Pour Chelsea, l’enjeu immédiat est de se reconstruire sur le terrain malgré l’interdiction de recrutement jusqu’en juin 2027. Le club devra composer avec un effectif limité et une marge de manœuvre réduite sur le marché des transferts. Selon des observateurs du football anglais, cette sanction pourrait freiner les ambitions sportives du club, déjà en difficulté depuis plusieurs saisons. Par ailleurs, l’UEFA pourrait imposer des restrictions supplémentaires si elle estime que les manquements persistent.

Sur le plan juridique, l’enquête de la FA sur les manquements individuels se poursuit. Si des responsables au sein du club ou d’agents externes sont identifiés, des sanctions personnelles pourraient être prononcées.
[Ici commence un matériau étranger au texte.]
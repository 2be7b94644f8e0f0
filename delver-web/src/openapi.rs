//! OpenAPI documentation

use crate::handlers;
use utoipa::OpenApi;

#[derive(OpenApi)]
#[openapi(
    paths(
        handlers::health::health_check,
        handlers::research::chat_completions,
        handlers::research::list_models,
        handlers::sessions::list_sessions,
        handlers::sessions::get_session,
        handlers::sessions::delete_session,
        handlers::sessions::resume_session,
        handlers::sessions::get_session_history,
        handlers::sessions::rollback_session,
    ),
    components(schemas(
        handlers::types::ApiMessage,
        handlers::types::ChatCompletionRequest,
        handlers::types::ChatCompletionResponse,
        handlers::types::ChatChoice,
        handlers::types::ModelObject,
        handlers::types::ModelList,
    )),
    tags(
        (name = "Research", description = "Iterative research runs"),
        (name = "Sessions", description = "Session persistence, resume and rollback"),
        (name = "Health", description = "Service health")
    ),
    info(
        title = "Delver API",
        description = "Iterative web-research agent with persistent, resumable sessions",
        version = "0.1.0"
    )
)]
pub struct ApiDoc;
//! Web API integration tests against scripted backends

use async_trait::async_trait;
use axum::body::Body;
use axum::http::{Request, StatusCode};
use delver_core::{AppConfig, DelverResult, RetryConfig};
use delver_fetch::{AdmissionController, PageSource, SearchBackend};
use delver_llm::{ChatProvider, ChatRequest, LlmClient, LlmClientConfig, RateLimitGovernor};
use delver_persist::SessionStore;
use delver_research::{EngineConfig, ResearchEngine};
use delver_web::{create_app, AppState};
use std::sync::Arc;
use std::time::Duration;
use tempfile::TempDir;
use tokio::sync::mpsc;
use tower::ServiceExt;

const REPORT: &str = "The investigation covered the available sources in detail and found a \
consistent picture across them. The first section lays out the background; the second weighs \
the evidence from each fetched page; the third concludes with the direct answer to the query \
and its caveats, citing the sources used throughout the analysis. [1]\n\nBibliography:\n\
[1] https://host-0.example/page";

struct OneShotLlm;

#[async_trait]
impl ChatProvider for OneShotLlm {
    fn name(&self) -> &str {
        "oneshot"
    }

    async fn chat(&self, request: &ChatRequest) -> DelverResult<String> {
        let system = request
            .messages
            .first()
            .map(|m| m.content.as_str())
            .unwrap_or("");
        let user = request
            .messages
            .last()
            .map(|m| m.content.as_str())
            .unwrap_or("");

        if system.contains("systematic research planner") {
            return Ok("['the only query']".to_string());
        }
        if user.contains("structuring and refining research plans") {
            return Ok("Look at the obvious sources first.".to_string());
        }
        if user.contains("evaluating research results") {
            return Ok("<done>".to_string());
        }
        if system.contains("strict and concise evaluator") {
            return Ok("Yes".to_string());
        }
        if system.contains("extracting and summarizing") {
            return Ok("One relevant extracted fact.".to_string());
        }
        if user.contains("generating writing plans") {
            return Ok("Intro, evidence, conclusion.".to_string());
        }
        Ok(REPORT.to_string())
    }

    async fn chat_stream(
        &self,
        request: &ChatRequest,
    ) -> DelverResult<mpsc::Receiver<DelverResult<String>>> {
        let text = self.chat(request).await?;
        let (tx, rx) = mpsc::channel(1);
        tokio::spawn(async move {
            let _ = tx.send(Ok(text)).await;
        });
        Ok(rx)
    }
}

struct OneLinkSearch;

#[async_trait]
impl SearchBackend for OneLinkSearch {
    async fn search(&self, _query: &str) -> DelverResult<Vec<String>> {
        Ok(vec!["https://host-0.example/page".to_string()])
    }
}

struct StaticPages;

#[async_trait]
impl PageSource for StaticPages {
    async fn fetch_text(&self, url: &str) -> DelverResult<String> {
        Ok(format!("# Page\nContent from {}", url))
    }
}

async fn test_state(dir: &TempDir) -> AppState {
    let client = LlmClient::new(
        Arc::new(OneShotLlm),
        Arc::new(RateLimitGovernor::new(8, -1)),
        LlmClientConfig {
            retry: RetryConfig {
                max_attempts: 2,
                initial_delay_ms: 1,
                max_delay_ms: 5,
                backoff_multiplier: 2.0,
                jitter: false,
            },
            call_timeout_ms: 10_000,
            failure_threshold: 2,
            fallback_model: None,
        },
    );
    let store = SessionStore::open(dir.path()).await.unwrap();
    let engine = Arc::new(ResearchEngine::new(
        Arc::new(client),
        Arc::new(OneLinkSearch),
        Arc::new(StaticPages),
        Arc::new(AdmissionController::new(4, 2, Duration::ZERO)),
        Arc::new(store),
        EngineConfig::default(),
    ));
    AppState::with_engine(AppConfig::default(), engine)
}

async fn body_string(response: axum::response::Response) -> String {
    let bytes = axum::body::to_bytes(response.into_body(), 10 * 1024 * 1024)
        .await
        .unwrap();
    String::from_utf8_lossy(&bytes).to_string()
}

#[tokio::test]
async fn health_check_responds_ok() {
    let dir = TempDir::new().unwrap();
    let app = create_app(test_state(&dir).await);

    let response = app
        .oneshot(Request::builder().uri("/health").body(Body::empty()).unwrap())
        .await
        .unwrap();

    assert_eq!(response.status(), StatusCode::OK);
    assert!(body_string(response).await.contains("ok"));
}

#[tokio::test]
async fn listing_an_empty_store_yields_zero_sessions() {
    let dir = TempDir::new().unwrap();
    let app = create_app(test_state(&dir).await);

    let response = app
        .oneshot(Request::builder().uri("/sessions").body(Body::empty()).unwrap())
        .await
        .unwrap();

    assert_eq!(response.status(), StatusCode::OK);
    let body = body_string(response).await;
    assert!(body.contains("\"count\":0"));
}

#[tokio::test]
async fn unknown_session_paths_return_not_found() {
    let dir = TempDir::new().unwrap();
    let app = create_app(test_state(&dir).await);

    for (method, uri) in [
        ("GET", "/sessions/nope"),
        ("DELETE", "/sessions/nope"),
        ("GET", "/sessions/nope/history"),
        ("POST", "/sessions/nope/rollback/1"),
        ("POST", "/sessions/nope/resume"),
    ] {
        let response = app
            .clone()
            .oneshot(
                Request::builder()
                    .method(method)
                    .uri(uri)
                    .body(Body::empty())
                    .unwrap(),
            )
            .await
            .unwrap();
        assert_eq!(response.status(), StatusCode::NOT_FOUND, "{} {}", method, uri);
    }
}

#[tokio::test]
async fn missing_user_query_is_unprocessable() {
    let dir = TempDir::new().unwrap();
    let app = create_app(test_state(&dir).await);

    let response = app
        .oneshot(
            Request::builder()
                .method("POST")
                .uri("/v1/chat/completions")
                .header("content-type", "application/json")
                .body(Body::from(r#"{"messages": [], "stream": false}"#))
                .unwrap(),
        )
        .await
        .unwrap();

    assert_eq!(response.status(), StatusCode::UNPROCESSABLE_ENTITY);
}

#[tokio::test]
async fn unknown_message_role_is_rejected_at_the_boundary() {
    let dir = TempDir::new().unwrap();
    let app = create_app(test_state(&dir).await);

    let response = app
        .oneshot(
            Request::builder()
                .method("POST")
                .uri("/v1/chat/completions")
                .header("content-type", "application/json")
                .body(Body::from(
                    r#"{"messages": [{"role": "robot", "content": "hi"}], "stream": false}"#,
                ))
                .unwrap(),
        )
        .await
        .unwrap();

    assert_eq!(response.status(), StatusCode::UNPROCESSABLE_ENTITY);
    assert!(body_string(response).await.contains("unknown message role"));
}

#[tokio::test]
async fn streaming_run_announces_session_id_first_and_terminates() {
    let dir = TempDir::new().unwrap();
    let app = create_app(test_state(&dir).await);

    let request_body = r#"{
        "messages": [{"role": "user", "content": "what is the answer?"}],
        "stream": true,
        "max_iterations": 1
    }"#;

    let response = app
        .oneshot(
            Request::builder()
                .method("POST")
                .uri("/v1/chat/completions")
                .header("content-type", "application/json")
                .body(Body::from(request_body))
                .unwrap(),
        )
        .await
        .unwrap();

    assert_eq!(response.status(), StatusCode::OK);
    let content_type = response
        .headers()
        .get("content-type")
        .and_then(|v| v.to_str().ok())
        .unwrap_or("")
        .to_string();
    assert!(content_type.starts_with("text/event-stream"));

    let body = body_string(response).await;
    let first_data_line = body
        .lines()
        .find(|line| line.starts_with("data:"))
        .expect("stream contains data lines");
    assert!(first_data_line.contains("SESSION_ID:"));
    assert!(body.contains("data: [DONE]"));
}

#[tokio::test]
async fn non_streaming_run_returns_the_final_report() {
    let dir = TempDir::new().unwrap();
    let state = test_state(&dir).await;
    let app = create_app(state.clone());

    let request_body = r#"{
        "messages": [{"role": "user", "content": "what is the answer?"}],
        "stream": false,
        "max_iterations": 1
    }"#;

    let response = app
        .clone()
        .oneshot(
            Request::builder()
                .method("POST")
                .uri("/v1/chat/completions")
                .header("content-type", "application/json")
                .body(Body::from(request_body))
                .unwrap(),
        )
        .await
        .unwrap();

    assert_eq!(response.status(), StatusCode::OK);
    let body = body_string(response).await;
    let parsed: serde_json::Value = serde_json::from_str(&body).unwrap();
    let content = parsed["choices"][0]["message"]["content"].as_str().unwrap();
    assert!(content.contains("Bibliography"));
    let session_id = parsed["session_id"].as_str().unwrap().to_string();

    // The session is resolvable and complete.
    let response = app
        .oneshot(
            Request::builder()
                .uri(format!("/sessions/{}", session_id))
                .body(Body::empty())
                .unwrap(),
        )
        .await
        .unwrap();
    assert_eq!(response.status(), StatusCode::OK);
    let body = body_string(response).await;
    assert!(body.contains("\"completed\""));
}
//! Configuration management
//!
//! Loads the TOML configuration document, substitutes `${NAME}` environment
//! placeholders and validates mandatory values.

use crate::error::{DelverError, DelverResult, ErrorContext};
use crate::types::ResearchSettings;
use regex::Regex;
use serde::{Deserialize, Serialize};
use std::path::{Path, PathBuf};

/// Top-level application configuration
#[derive(Debug, Clone, Default, Serialize, Deserialize)]
#[serde(default)]
pub struct AppConfig {
    pub local_ai: LocalAiConfig,
    pub api: ApiConfig,
    pub settings: SettingsConfig,
    pub concurrency: ConcurrencyConfig,
    pub parsing: ParsingConfig,
    pub rate_limits: RateLimitsConfig,
    pub persistence: PersistenceConfig,
    pub server: ServerConfig,
}

/// Model provider endpoints and model ids
#[derive(Debug, Clone, Serialize, Deserialize)]
#[serde(default)]
pub struct LocalAiConfig {
    /// One of "openai_compatible", "ollama", "lmstudio"
    pub provider: String,
    pub ollama_base_url: String,
    pub lmstudio_base_url: String,
    pub default_model: String,
    pub reason_model: String,
    /// Context window hint; non-positive means "use provider default"
    pub default_model_ctx: i64,
    pub reason_model_ctx: i64,
}

impl Default for LocalAiConfig {
    fn default() -> Self {
        Self {
            provider: "ollama".to_string(),
            ollama_base_url: "http://localhost:11434".to_string(),
            lmstudio_base_url: "http://localhost:1234/v1".to_string(),
            default_model: "llama3.2:latest".to_string(),
            reason_model: "llama3.2:latest".to_string(),
            default_model_ctx: -1,
            reason_model_ctx: -1,
        }
    }
}

/// Convert a configured context size to an optional hint; negative or zero
/// values mean "unset" and the knob is omitted from provider requests.
pub fn ctx_hint(ctx: i64) -> Option<u32> {
    if ctx > 0 {
        Some(ctx as u32)
    } else {
        None
    }
}

/// External service endpoints and secrets
#[derive(Debug, Clone, Serialize, Deserialize)]
#[serde(default)]
pub struct ApiConfig {
    pub openai_url: String,
    pub openai_compat_api_key: String,
    pub searxng_url: String,
    /// Hosted extraction service for page parsing
    pub parser_base_url: String,
    pub parser_api_key: Option<String>,
}

impl Default for ApiConfig {
    fn default() -> Self {
        Self {
            openai_url: "https://api.openai.com/v1".to_string(),
            openai_compat_api_key: String::new(),
            searxng_url: "http://localhost:8080".to_string(),
            parser_base_url: "https://r.jina.ai/".to_string(),
            parser_api_key: None,
        }
    }
}

/// Feature flags snapshotted into each session
#[derive(Debug, Clone, Serialize, Deserialize)]
#[serde(default)]
pub struct SettingsConfig {
    pub use_hosted_parser: bool,
    pub use_local_llm: bool,
    pub with_planning: bool,
    pub max_iterations: u32,
    pub max_search_items: usize,
}

impl Default for SettingsConfig {
    fn default() -> Self {
        Self {
            use_hosted_parser: false,
            use_local_llm: true,
            with_planning: true,
            max_iterations: 10,
            max_search_items: 4,
        }
    }
}

/// Fetch concurrency limits
#[derive(Debug, Clone, Serialize, Deserialize)]
#[serde(default)]
pub struct ConcurrencyConfig {
    /// Global bound on concurrent fetches
    pub concurrent_limit: usize,
    /// Bound on concurrent fetches against a single host
    pub per_domain_limit: usize,
    /// Seconds between the completion of one fetch to a host and the start
    /// of the next
    pub cool_down: f64,
}

impl Default for ConcurrencyConfig {
    fn default() -> Self {
        Self {
            concurrent_limit: 3,
            per_domain_limit: 1,
            cool_down: 1.0,
        }
    }
}

/// Page size and parse limits
#[derive(Debug, Clone, Serialize, Deserialize)]
#[serde(default)]
pub struct ParsingConfig {
    pub pdf_max_pages: usize,
    pub pdf_max_filesize: u64,
    /// Seconds allowed for PDF rendering
    pub timeout_pdf: u64,
    /// Seconds allowed for a page fetch
    pub fetch_timeout: u64,
    pub max_html_length: usize,
    pub temp_pdf_dir: Option<PathBuf>,
}

impl Default for ParsingConfig {
    fn default() -> Self {
        Self {
            pdf_max_pages: 10,
            pdf_max_filesize: 10 * 1024 * 1024,
            timeout_pdf: 60,
            fetch_timeout: 30,
            max_html_length: 1_000_000,
            temp_pdf_dir: None,
        }
    }
}

/// LLM pacing and fallback knobs
#[derive(Debug, Clone, Serialize, Deserialize)]
#[serde(default)]
pub struct RateLimitsConfig {
    /// Non-positive disables pacing
    pub request_per_minute: i64,
    /// Seconds to pause between iterations
    pub operation_wait_time: u64,
    /// Global bound on concurrent LLM requests
    pub llm_concurrent_limit: usize,
    /// Seconds allowed for one LLM call
    pub llm_timeout: u64,
    /// Consecutive failures of one model before switching to the fallback
    pub failure_threshold: u32,
    pub fallback_model: Option<String>,
}

impl Default for RateLimitsConfig {
    fn default() -> Self {
        Self {
            request_per_minute: -1,
            operation_wait_time: 0,
            llm_concurrent_limit: 4,
            llm_timeout: 180,
            failure_threshold: 2,
            fallback_model: None,
        }
    }
}

/// Session store location
#[derive(Debug, Clone, Serialize, Deserialize)]
#[serde(default)]
pub struct PersistenceConfig {
    pub sessions_dir: PathBuf,
}

impl Default for PersistenceConfig {
    fn default() -> Self {
        Self {
            sessions_dir: PathBuf::from("./data/sessions"),
        }
    }
}

/// HTTP surface binding
#[derive(Debug, Clone, Serialize, Deserialize)]
#[serde(default)]
pub struct ServerConfig {
    pub host: String,
    pub port: u16,
}

impl Default for ServerConfig {
    fn default() -> Self {
        Self {
            host: "127.0.0.1".to_string(),
            port: 8000,
        }
    }
}

impl AppConfig {
    /// Load configuration from a TOML file, substituting `${NAME}`
    /// environment placeholders before parsing.
    pub fn from_file<P: AsRef<Path>>(path: P) -> DelverResult<Self> {
        let content = std::fs::read_to_string(&path).map_err(|e| DelverError::Config {
            message: format!(
                "Failed to read config file {}: {}",
                path.as_ref().display(),
                e
            ),
            source: Some(Box::new(e)),
            context: ErrorContext::new("config")
                .with_operation("read_file")
                .with_suggestion("Check if the config file exists and is readable"),
        })?;

        Self::from_toml(&content)
    }

    /// Parse configuration from TOML text
    pub fn from_toml(content: &str) -> DelverResult<Self> {
        let expanded = expand_env_placeholders(content)?;

        let config: AppConfig = toml::from_str(&expanded).map_err(|e| DelverError::Config {
            message: format!("Failed to parse config: {}", e),
            source: Some(Box::new(e)),
            context: ErrorContext::new("config")
                .with_operation("parse_toml")
                .with_suggestion("Check TOML syntax in config file"),
        })?;

        config.validate()?;
        Ok(config)
    }

    /// Validate configuration values
    pub fn validate(&self) -> DelverResult<()> {
        let invalid = |message: String| Err(crate::config_error!(message, "config"));

        if self.concurrency.concurrent_limit == 0 {
            return invalid("concurrency.concurrent_limit must be greater than 0".to_string());
        }
        if self.concurrency.per_domain_limit == 0 {
            return invalid("concurrency.per_domain_limit must be greater than 0".to_string());
        }
        if self.rate_limits.llm_concurrent_limit == 0 {
            return invalid("rate_limits.llm_concurrent_limit must be greater than 0".to_string());
        }
        if self.settings.max_iterations == 0 {
            return invalid("settings.max_iterations must be greater than 0".to_string());
        }
        if self.local_ai.default_model.is_empty() {
            return invalid("local_ai.default_model must not be empty".to_string());
        }
        if self.api.searxng_url.is_empty() {
            return invalid("api.searxng_url must not be empty".to_string());
        }
        Ok(())
    }

    /// Default per-session settings snapshot derived from this configuration
    pub fn research_settings(&self) -> ResearchSettings {
        ResearchSettings {
            max_iterations: self.settings.max_iterations,
            max_search_items: self.settings.max_search_items,
            default_model: self.local_ai.default_model.clone(),
            reason_model: self.local_ai.reason_model.clone(),
            use_hosted_parser: self.settings.use_hosted_parser,
            use_local_llm: self.settings.use_local_llm,
            with_planning: self.settings.with_planning,
        }
    }
}

/// Substitute `${NAME}` placeholders with environment variable values.
/// An unresolvable reference is a fatal configuration error.
pub fn expand_env_placeholders(content: &str) -> DelverResult<String> {
    let pattern = Regex::new(r"\$\{([A-Za-z_][A-Za-z0-9_]*)\}").expect("static regex compiles");

    let mut result = String::with_capacity(content.len());
    let mut last_end = 0;
    for caps in pattern.captures_iter(content) {
        let whole = caps.get(0).expect("group 0 always present");
        let name = &caps[1];
        let value = std::env::var(name).map_err(|_| {
            crate::config_error!(
                format!("Unresolvable environment reference: ${{{}}}", name),
                "config"
            )
        })?;
        result.push_str(&content[last_end..whole.start()]);
        result.push_str(&value);
        last_end = whole.end();
    }
    result.push_str(&content[last_end..]);
    Ok(result)
}

#[cfg(test)]
mod tests {
    use super::*;

    #[test]
    fn defaults_are_valid() {
        let config = AppConfig::default();
        config.validate().unwrap();
        assert_eq!(config.concurrency.concurrent_limit, 3);
        assert_eq!(config.rate_limits.request_per_minute, -1);
    }

    #[test]
    fn parses_partial_toml() {
        let config = AppConfig::from_toml(
            r#"
            [settings]
            max_iterations = 3

            [concurrency]
            cool_down = 2.5
            "#,
        )
        .unwrap();
        assert_eq!(config.settings.max_iterations, 3);
        assert_eq!(config.concurrency.cool_down, 2.5);
        assert_eq!(config.parsing.pdf_max_pages, 10);
    }

    #[test]
    fn env_placeholder_substitution() {
        std::env::set_var("DELVER_TEST_KEY_A1", "secret-token");
        let expanded =
            expand_env_placeholders("key = \"${DELVER_TEST_KEY_A1}\"\nother = \"plain\"").unwrap();
        assert_eq!(expanded, "key = \"secret-token\"\nother = \"plain\"");
    }

    #[test]
    fn unresolvable_env_placeholder_is_fatal() {
        let err = expand_env_placeholders("key = \"${DELVER_DOES_NOT_EXIST_XYZ}\"").unwrap_err();
        assert!(matches!(err, DelverError::Config { .. }));
    }

    #[test]
    fn zero_limits_rejected() {
        let err = AppConfig::from_toml("[concurrency]\nconcurrent_limit = 0").unwrap_err();
        assert!(matches!(err, DelverError::Config { .. }));
    }

    #[test]
    fn ctx_hint_treats_negative_as_unset() {
        assert_eq!(ctx_hint(-1), None);
        assert_eq!(ctx_hint(0), None);
        assert_eq!(ctx_hint(8192), Some(8192));
    }
}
Enfin, cette affaire rappelle les tensions persistantes autour des pratiques financières dans le football professionnel, un sujet qui continue de faire l’objet de réformes par les instances dirigeantes.

Pour les supporters des Blues, cette issue représente un soulagement après des années d’incertitude réglementaire. Chelsea, qui mise sur une reconstruction progressive, espère désormais tourner la page et se concentrer sur ses performances sportives. Reste à savoir si le club parviendra à maintenir son statut parmi l’élite du football européen, malgré les contraintes financières et sportives imposées.

Le club devra respecter une interdiction de recrutement avec sursis jusqu’au 30 juin 2027. Par ailleurs, des accords à l’amiable ont été conclus avec l’UEFA et la Premier League, mettant fin aux poursuites réglementaires. Chelsea devra également se soumettre à des contrôles renforcés de la part de la Premier League pour s’assurer du respect des règlements à l’avenir.

Le club a fait appel de la sanction initiale de six points, et une commission d’appel indépendante a finalement annulé cette mesure, la remplaçant par une interdiction de recrutement. Cette décision s’appuie sur le fait que Chelsea a reconnu ses manquements et coopéré avec les instances disciplinaires, ce qui a joué en sa faveur.